Try it >> Return all the lines below in which the string "Option" appears.

Extracted entries >>
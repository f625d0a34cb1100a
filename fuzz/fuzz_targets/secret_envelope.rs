#![no_main]

use std::sync::OnceLock;

use handoff::encryption::{PrivateKey, decrypt, encrypt_secret};
use libfuzzer_sys::fuzz_target;

fn key() -> &'static PrivateKey {
    static KEY: OnceLock<PrivateKey> = OnceLock::new();
    KEY.get_or_init(|| PrivateKey::generate(1024).expect("generate key"))
}

fuzz_target!(|data: &[u8]| {
    let Ok(text) = std::str::from_utf8(data) else {
        return;
    };

    // Arbitrary envelopes must be rejected, never panic.
    let _ = decrypt(text, key());

    // Sealed values always open again.
    let sealed = encrypt_secret(text, &key().public_key()).expect("seal");
    let json = serde_json::to_string(&sealed).expect("json");
    assert_eq!(decrypt(&json, key()).expect("open"), text);
});
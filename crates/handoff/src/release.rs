use std::collections::HashSet;
use std::path::PathBuf;

use anyhow::Result;
use handoff_github::{GithubClient, Release, ReleaseRequest};
use handoff_ledger::{Deployment, LedgerClient, VersionTarget};
use handoff_types::{DeploymentRecord, Session};

use crate::engine::Reporter;

/// Where GitHub releases go.
#[derive(Debug, Clone, Default, PartialEq, Eq)]
pub struct GithubTarget {
    pub api_url: String,
    /// `owner/name`
    pub repository: Option<String>,
    pub token: Option<String>,
}

/// The ledger write for `session`, tagged with the session's release tag.
pub fn deployment_for(session: &Session) -> Deployment {
    let meta = |v: &str| Some(v.to_string()).filter(|v| !v.is_empty());
    Deployment {
        environment: session.environment,
        target: VersionTarget::Exact(session.version.clone()),
        commit_hash: meta(&session.commit_hash),
        commit_message: meta(&session.commit_message),
        deployed_by: meta(&session.deployed_by),
        git_tag: Some(session.tag()),
    }
}

/// Commit the release to the ledger. Errors are fatal to the run.
pub fn record_deployment(
    ledger: &LedgerClient,
    session: &Session,
    reporter: &mut dyn Reporter,
) -> Result<DeploymentRecord> {
    let deployment = deployment_for(session);
    reporter.info(&format!(
        "recording {} {} to {}",
        session.environment,
        session.version,
        ledger.base_url()
    ));
    let record = ledger.record(&deployment)?;
    reporter.info(&format!(
        "recorded deployment {} ({})",
        record.id,
        record.git_tag.as_deref().unwrap_or("untagged")
    ));
    Ok(record)
}

/// Create the GitHub release for `session` and attach `assets`.
///
/// Best effort: every failure is a warning and yields `None`. An asset
/// upload failure stops further uploads but keeps the release. Assets are
/// uploaded under their file name, so a name seen before is skipped.
pub fn publish_release(
    target: &GithubTarget,
    session: &Session,
    assets: &[PathBuf],
    reporter: &mut dyn Reporter,
) -> Option<Release> {
    if session.skip_github_release {
        reporter.info("skipping GitHub release");
        return None;
    }
    let Some(token) = target.token.as_deref() else {
        reporter.warn("no github-token available; skipping GitHub release");
        return None;
    };
    let Some(repository) = target.repository.as_deref() else {
        reporter.warn("GITHUB_REPOSITORY is not set; skipping GitHub release");
        return None;
    };

    let tag = session.tag();
    let client = GithubClient::new(&target.api_url, repository, token);
    let request = ReleaseRequest::new(
        &tag,
        session.body.as_deref(),
        session.draft,
        session.prerelease,
    );
    let release = match client.create_release(&request) {
        Ok(release) => release,
        Err(err) => {
            reporter.warn(&format!("failed to create GitHub release {tag}: {err:#}"));
            return None;
        }
    };
    reporter.info(&format!("created GitHub release {tag}"));

    let mut uploaded_names = HashSet::new();
    for asset in assets {
        let name = asset
            .file_name()
            .map(|n| n.to_string_lossy().into_owned())
            .unwrap_or_default();
        if !uploaded_names.insert(name.clone()) {
            reporter.debug(&format!(
                "release asset {name} already uploaded; skipping {}",
                asset.display()
            ));
            continue;
        }
        match client.upload_asset(&release, asset) {
            Ok(uploaded) => reporter.info(&format!("uploaded release asset {}", uploaded.name)),
            Err(err) => {
                reporter.warn(&format!(
                    "failed to upload release asset {}: {err:#}",
                    asset.display()
                ));
                break;
            }
        }
    }
    Some(release)
}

Exercise answer >>
    pub repository: Option<String>,
    pub token: Option<String>,
) -> Option<Release> {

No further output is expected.